ATLANTA — The general perception is that society is at the mercy of sexual abusers and molesters, with little recourse besides knowing where they live.
But that view is not shared by experts and professionals in the field.
Prevention probably is possible, and treatment—which can break the cycle of the abused becoming abusers—can be effective, a group of those experts said at a meeting of the National Adolescent Perpetration Network. Actually, many who commit acts of child molestation want help and will seek it out, said Deborah Donovan-Rice, director of public policy for the Stop It Now! campaign.
Illustrating her contention, she said her group's Minnesota program had sponsored a single billboard in the Minneapolis-St. Paul area. The billboard had a simple design: It showed a man, with one hand on his forehead, gesturing anguish, and the other raised as if to ward something off. It asked: “Having sexual thoughts of children?”
Then, the billboard gave the number of the confidential helpline.
The billboard doubled the number of calls from Minnesota that the helpline had been receiving each month, Ms. Donovan-Rice said. It was not a slew of calls, but somewhere around 18. Even so, that is a big number for sexual abuse, she added.
“It's very exciting to think that the people who are having sexualized thoughts about children would call before they acted on those thoughts,” she said.

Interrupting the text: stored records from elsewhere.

//! Uniform call surface over chat models.
//!
//! Callers hand the gateway a model id, per-call credentials, and messages;
//! they get back a full reply or a typed object conforming to a JSON
//! schema. The production backend is the Gemini `generateContent` API.

use std::time::Duration;

use async_trait::async_trait;
use rq_core::{ChatRole, ChatTurn, Result};
use serde::de::DeserializeOwned;
use serde::{Deserialize, Serialize};

const API_BASE: &str = "https://generativelanguage.googleapis.com/v1beta";

/// Default per-call timeout.
pub const DEFAULT_TIMEOUT: Duration = Duration::from_secs(60);

#[derive(Debug, Clone)]
pub struct ChatRequest {
    pub model_id: String,
    pub api_key: String,
    pub messages: Vec<ChatTurn>,
    /// When set, the reply must be a JSON document matching this schema.
    pub response_schema: Option<serde_json::Value>,
    pub timeout: Duration,
}

impl ChatRequest {
    pub fn new(
        model_id: impl Into<String>,
        api_key: impl Into<String>,
        messages: Vec<ChatTurn>,
    ) -> Self {
        Self {
            model_id: model_id.into(),
            api_key: api_key.into(),
            messages,
            response_schema: None,
            timeout: DEFAULT_TIMEOUT,
        }
    }

    pub fn with_schema(mut self, schema: serde_json::Value) -> Self {
        self.response_schema = Some(schema);
        self
    }
}

/// Trait for chat-model backends.
#[async_trait]
pub trait ChatModel: Send + Sync + 'static {
    /// Run one completion and return the reply text.
    async fn complete(&self, request: ChatRequest) -> Result<String>;
}

/// Complete and deserialize a structured reply, recovering from replies
/// that wrap the JSON in prose or code fences.
pub async fn complete_structured<T: DeserializeOwned>(
    model: &dyn ChatModel,
    request: ChatRequest,
) -> Result<T> {
    let text = model.complete(request).await?;
    parse_structured(&text)
}

/// Parse a structured reply: direct parse first, then the first `{…}`
/// substring.
pub fn parse_structured<T: DeserializeOwned>(text: &str) -> Result<T> {
    if let Ok(value) = serde_json::from_str(text.trim()) {
        return Ok(value);
    }
    if let Some(candidate) = extract_json_object(text) {
        if let Ok(value) = serde_json::from_str(candidate) {
            return Ok(value);
        }
    }
    Err(rq_core::Error::Parse(format!(
        "model reply is not valid structured output: {}",
        text.chars().take(200).collect::<String>()
    )))
}

/// Locate the outermost `{…}` substring of a reply.
pub fn extract_json_object(text: &str) -> Option<&str> {
    let start = text.find('{')?;
    let end = text.rfind('}')?;
    if end < start {
        return None;
    }
    Some(&text[start..=end])
}

// ── Gemini backend ──

#[derive(Serialize)]
#[serde(rename_all = "camelCase")]
struct GeminiRequest {
    contents: Vec<GeminiContent>,
    #[serde(skip_serializing_if = "Option::is_none")]
    system_instruction: Option<GeminiSystemInstruction>,
    generation_config: GeminiGenerationConfig,
    safety_settings: Vec<GeminiSafetySetting>,
}

#[derive(Serialize)]
struct GeminiSystemInstruction {
    parts: Vec<GeminiPart>,
}

#[derive(Serialize, Deserialize)]
struct GeminiContent {
    role: String,
    parts: Vec<GeminiPart>,
}

#[derive(Serialize, Deserialize)]
struct GeminiPart {
    text: String,
}

#[derive(Serialize)]
#[serde(rename_all = "camelCase")]
struct GeminiGenerationConfig {
    temperature: f32,
    #[serde(skip_serializing_if = "Option::is_none")]
    response_mime_type: Option<String>,
    #[serde(skip_serializing_if = "Option::is_none")]
    response_schema: Option<serde_json::Value>,
}

#[derive(Serialize)]
struct GeminiSafetySetting {
    category: &'static str,
    threshold: &'static str,
}

#[derive(Deserialize)]
struct GeminiResponse {
    #[serde(default)]
    candidates: Vec<GeminiCandidate>,
}

#[derive(Deserialize)]
struct GeminiCandidate {
    content: Option<GeminiContent>,
}

/// Gemini chat backend. Stateless: model id and key travel with each call.
pub struct GeminiChat {
    client: reqwest::Client,
}

impl GeminiChat {
    pub fn new() -> Self {
        Self { client: reqwest::Client::new() }
    }

    /// Code questions hit safety filters on innocuous content (security
    /// code, exception handlers), so every category is relaxed.
    fn safety_settings() -> Vec<GeminiSafetySetting> {
        [
            "HARM_CATEGORY_HARASSMENT",
            "HARM_CATEGORY_HATE_SPEECH",
            "HARM_CATEGORY_SEXUALLY_EXPLICIT",
            "HARM_CATEGORY_DANGEROUS_CONTENT",
        ]
        .into_iter()
        .map(|category| GeminiSafetySetting { category, threshold: "BLOCK_NONE" })
        .collect()
    }

    fn convert_messages(
        messages: &[ChatTurn],
    ) -> (Option<GeminiSystemInstruction>, Vec<GeminiContent>) {
        let mut system_parts = Vec::new();
        let mut contents = Vec::new();

        for turn in messages {
            match turn.role {
                ChatRole::System => {
                    system_parts.push(GeminiPart { text: turn.content.clone() });
                }
                ChatRole::User => contents.push(GeminiContent {
                    role: "user".to_string(),
                    parts: vec![GeminiPart { text: turn.content.clone() }],
                }),
                ChatRole::Llm => contents.push(GeminiContent {
                    role: "model".to_string(),
                    parts: vec![GeminiPart { text: turn.content.clone() }],
                }),
            }
        }

        let system = if system_parts.is_empty() {
            None
        } else {
            Some(GeminiSystemInstruction { parts: system_parts })
        };
        (system, contents)
    }
}

impl Default for GeminiChat {
    fn default() -> Self {
        Self::new()
    }
}

#[async_trait]
impl ChatModel for GeminiChat {
    async fn complete(&self, request: ChatRequest) -> Result<String> {
        if request.api_key.is_empty() {
            return Err(rq_core::Error::NotConfigured("LLM API key is empty".into()));
        }

        let (system_instruction, contents) = Self::convert_messages(&request.messages);
        let body = GeminiRequest {
            contents,
            system_instruction,
            generation_config: GeminiGenerationConfig {
                temperature: 0.0,
                response_mime_type: request
                    .response_schema
                    .is_some()
                    .then(|| "application/json".to_string()),
                response_schema: request.response_schema.clone(),
            },
            safety_settings: Self::safety_settings(),
        };

        let url = format!("{API_BASE}/models/{}:generateContent", request.model_id);
        let response = self
            .client
            .post(&url)
            .header("x-goog-api-key", &request.api_key)
            .timeout(request.timeout)
            .json(&body)
            .send()
            .await
            .map_err(classify_reqwest_error)?;

        let status = response.status();
        if !status.is_success() {
            return Err(match status.as_u16() {
                401 | 403 => rq_core::Error::NotConfigured(format!(
                    "model provider rejected credentials ({status})"
                )),
                408 | 504 => rq_core::Error::UpstreamTimeout(format!("model provider: {status}")),
                _ => rq_core::Error::UpstreamUnavailable(format!("model provider: {status}")),
            });
        }

        let parsed: GeminiResponse = response
            .json()
            .await
            .map_err(|e| rq_core::Error::UpstreamUnavailable(format!("model reply decode: {e}")))?;

        let text = parsed
            .candidates
            .into_iter()
            .next()
            .and_then(|c| c.content)
            .map(|c| {
                c.parts
                    .into_iter()
                    .map(|p| p.text)
                    .collect::<Vec<_>>()
                    .join("")
            })
            .unwrap_or_default();

        Ok(text)
    }
}

fn classify_reqwest_error(err: reqwest::Error) -> rq_core::Error {
    if err.is_timeout() {
        rq_core::Error::UpstreamTimeout(format!("model request: {err}"))
    } else {
        rq_core::Error::UpstreamUnavailable(format!("model request: {err}"))
    }
}

#[cfg(test)]
mod tests {
    use super::*;

    #[derive(Deserialize, PartialEq, Debug)]
    struct Planned {
        decomposed_query: String,
        plan: Vec<String>,
    }

    #[test]
    fn parse_structured_accepts_clean_json() {
        let parsed: Planned =
            parse_structured(r#"{"decomposed_query": "q", "plan": ["step"]}"#).unwrap();
        assert_eq!(parsed.plan, vec!["step"]);
    }

    #[test]
    fn parse_structured_recovers_wrapped_json() {
        let reply = "Sure! Here is the plan:\n```json\n{\"decomposed_query\": \"q\", \"plan\": []}\n```\nDone.";
        let parsed: Planned = parse_structured(reply).unwrap();
        assert_eq!(parsed.decomposed_query, "q");
        assert!(parsed.plan.is_empty());
    }

    #[test]
    fn parse_structured_rejects_garbage() {
        let result: Result<Planned> = parse_structured("no json here");
        assert!(matches!(result, Err(rq_core::Error::Parse(_))));
    }

    #[test]
    fn extract_json_object_finds_outermost_braces() {
        assert_eq!(extract_json_object("x {\"a\": {\"b\": 1}} y"), Some("{\"a\": {\"b\": 1}}"));
        assert_eq!(extract_json_object("nothing"), None);
        assert_eq!(extract_json_object("} reversed {"), None);
    }
}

In addition, the organization has been conducting focus groups with people convicted of child sexual abuse crimes. It has found that many members of those groups state that they would have wanted help but did not know where to turn. Those individuals also often report that they had previously sought help for psychiatric problems, such as depression, meaning they were accessible to mental health professionals and thereby could have potentially been identified, Ms. Donovan-Rice said.
In an interview, Ms. Donovan-Rice said that Vermont was one of the first states in the country to establish a Stop It Now! chapter and helpline. The Vermont group also found that passage of the federal Megan's Law, which requires states to provide public information on where known sex offenders reside, had a noticeably chilling effect on calls to the helpline.

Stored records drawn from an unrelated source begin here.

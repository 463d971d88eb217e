//! Data-source registration, listing, and deletion.

use axum::extract::{Path, State};
use axum::http::StatusCode;
use axum::response::IntoResponse;
use axum::Json;
use serde::Deserialize;
use tracing::info;
use uuid::Uuid;

use super::error::{ApiError, ApiResult};
use crate::jobs::Job;
use crate::state::AppState;

#[derive(Debug, Deserialize)]
pub struct RegisterBody {
    #[serde(default)]
    pub source_type: Option<String>,
    #[serde(default)]
    pub repo_owner: Option<String>,
    #[serde(default)]
    pub repo_name: Option<String>,
}

pub async fn list(State(state): State<AppState>) -> ApiResult<impl IntoResponse> {
    let sources = state.data_sources().list().await?;
    Ok(Json(sources))
}

pub async fn register(
    State(state): State<AppState>,
    Json(body): Json<RegisterBody>,
) -> ApiResult<impl IntoResponse> {
    let source_type = body
        .source_type
        .ok_or_else(|| ApiError(rq_core::Error::MissingInput("source_type".into())))?;
    let repo_owner = body
        .repo_owner
        .ok_or_else(|| ApiError(rq_core::Error::MissingInput("repo_owner".into())))?;
    let repo_name = body
        .repo_name
        .ok_or_else(|| ApiError(rq_core::Error::MissingInput("repo_name".into())))?;

    if source_type != "github_repository" {
        return Err(ApiError(rq_core::Error::InvalidInput(format!(
            "source type '{source_type}' is not supported"
        ))));
    }

    let connection_details = serde_json::json!({
        "owner": repo_owner,
        "repo_name": repo_name,
        "repo_full_name": format!("{repo_owner}/{repo_name}"),
    });

    let store = state.data_sources();
    if store.find_by_connection(&connection_details).await?.is_some() {
        return Err(ApiError(rq_core::Error::Conflict(format!(
            "repository '{repo_owner}/{repo_name}' is already connected"
        ))));
    }

    let source = store.create(&repo_name, &source_type, &connection_details).await?;
    state.jobs.enqueue(&Job::IngestRepo { data_source_id: source.id }).await?;

    info!(id = %source.id, name = %source.name, "data source registered, ingestion queued");
    Ok((StatusCode::CREATED, Json(source)))
}

pub async fn remove(
    State(state): State<AppState>,
    Path(id): Path<Uuid>,
) -> ApiResult<impl IntoResponse> {
    let store = state.data_sources();
    let source = store
        .get(id)
        .await?
        .ok_or_else(|| rq_core::Error::NotFound(format!("data source {id}")))?;

    // Cascade: graph nodes, vector namespace, then the registration row
    // (chat history and summaries follow via foreign keys).
    state.graph.cascade_delete(id).await?;
    state.vectors.delete_namespace(&id.to_string()).await?;
    store.delete(id).await?;

    info!(%id, name = %source.name, "data source deleted");
    Ok(Json(serde_json::json!({ "message": "Data source deleted successfully" })))
}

Prevention requires being able to identify the persons likely to commit sexual abuse, to target them with intervention. And a new, very large survey suggests there may be a way to do that, although with a fairly narrow window of opportunity, Nora Harlow, a researcher with the Child Molestation Research and Prevention Institute in Atlanta, said in another presentation at the meeting.

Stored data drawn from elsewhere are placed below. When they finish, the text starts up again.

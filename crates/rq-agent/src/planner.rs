//! Planner node: rewrites the user's latest turn into a self-contained
//! question and produces a short tool plan.

use std::sync::Arc;

use async_trait::async_trait;
use rq_core::{ChatTurn, Result};
use serde::Deserialize;
use tracing::warn;

use crate::flow::FlowNode;
use crate::llm::{parse_structured, ChatModel, ChatRequest};
use crate::state::{AgentState, StateUpdate};

const PLANNER_PROMPT: &str = "\
You are the planner for a repository question-answering agent. Analyze the \
user's latest query together with the conversation history and produce a \
plan for the agent's tool steps.

1. Decompose the query: rewrite the user's latest query into a clear, \
standalone question optimized for retrieval. Resolve pronouns and vague \
references (\"that peer thing\") into the concrete names they refer to.

2. Create a plan: a list of short instructions, each naming exactly one \
tool. The available tools are:
  * `knowledge_graph_search`: for questions about code structure, \
definitions, and relationships (\"What functions call X?\", \"Where is Y \
defined?\"). For a code question this is normally the ONLY step you need; \
prefer a single-step plan using it.
  * `semantic_code_search`: for questions about purpose or functionality \
(\"How does authentication work?\").
  * `file_reader_tool`: ONLY when the user explicitly asks to read a \
specific file. The step MUST name the file path in quotes, e.g. \
\"Use 'file_reader_tool' to read 'src/app.py'\".

Respond with a single valid JSON object with exactly two keys: \
\"decomposed_query\" (a string) and \"plan\" (a list of strings). No other \
text.

Example response:
{\"decomposed_query\": \"What does the Peer class in module a do and which \
functions call its connect method?\", \"plan\": [\"Use \
'knowledge_graph_search' to find the Peer class, its methods, and callers \
of connect.\"]}";

fn planner_schema() -> serde_json::Value {
    serde_json::json!({
        "type": "object",
        "properties": {
            "decomposed_query": {"type": "string"},
            "plan": {"type": "array", "items": {"type": "string"}}
        },
        "required": ["decomposed_query", "plan"]
    })
}

#[derive(Debug, Deserialize)]
struct PlannerOutput {
    #[serde(default)]
    decomposed_query: String,
    #[serde(default)]
    plan: Vec<String>,
}

pub struct PlannerNode {
    llm: Arc<dyn ChatModel>,
}

impl PlannerNode {
    pub fn new(llm: Arc<dyn ChatModel>) -> Self {
        Self { llm }
    }
}

#[async_trait]
impl FlowNode for PlannerNode {
    async fn run(&self, state: &AgentState) -> Result<StateUpdate> {
        let history = state
            .chat_history
            .iter()
            .map(|turn| format!("{}: {}", turn.role, turn.content))
            .collect::<Vec<_>>()
            .join("\n");

        let messages = vec![
            ChatTurn::system(PLANNER_PROMPT),
            ChatTurn::user(format!(
                "User Query: {}\n\nChat History:\n{history}",
                state.original_query
            )),
        ];
        let request = ChatRequest::new(&state.model_id, &state.api_key, messages)
            .with_schema(planner_schema());

        let reply = self.llm.complete(request).await?;

        match parse_structured::<PlannerOutput>(&reply) {
            Ok(output) => {
                let decomposed_query = if output.decomposed_query.trim().is_empty() {
                    state.original_query.clone()
                } else {
                    output.decomposed_query
                };
                Ok(StateUpdate {
                    decomposed_query: Some(decomposed_query),
                    plan: Some(output.plan),
                    ..Default::default()
                })
            }
            Err(e) => {
                // An unusable plan is recoverable: the executor runs zero
                // steps and the synthesizer reports that nothing was found.
                warn!(error = %e, "planner returned unusable output, falling back to empty plan");
                Ok(StateUpdate {
                    decomposed_query: Some(state.original_query.clone()),
                    plan: Some(Vec::new()),
                    ..Default::default()
                })
            }
        }
    }
}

Ms. Harlow's institute has a database of sexual-interest screening test results from 13,000 adult males who admitted child sexual abuse, and 10,000 adolescents who also took the test for a variety of reasons.
The test, designed by Ms. Harlow's husband and partner in the institute, Dr. Gene Abel, is administered at more than 500 sites across the country and Canada, and it is used by law enforcement personnel, lawyers, counselors, and others. And it is set up so that all test results come back to a confidential database. A review of the results of the adult tests suggests that 84% of child victims of sexual abuse are abused by people who meet criteria for the DSM-IV diagnosis of pedophilia, Ms. Harlow said.
While that may seem obvious, it is an observation that could have tremendous implications, said Ms. Harlow, who noted that the diagnosis does not require that the individual has actually touched a child.
“This is huge,” she said. “It is very important for public health, because it is such a big cause. There are a zillion causes of lung cancer, but when we found smoking it changed our entire society.”
Further, the data show that 47% of the men reported having been abused themselves as children, a figure consistent with other research.
The data from the adolescents' tests show that among those who admitted sexually abusing another child (5,682 individuals) and who had been abused themselves, the average age of their own abuse was 7 years and the average age of their first abuse of someone else was 11 years, she noted.
Among the sexually abused adolescent males who had taken the test, 72% had sexually abused younger children, as had 54% of sexually abused adolescent females. Though those who are younger that 16 years cannot receive the diagnosis of pedophilia, the screening test found that about 40% of the adolescent abusers had pedophilia-like interest or fantasies about younger children.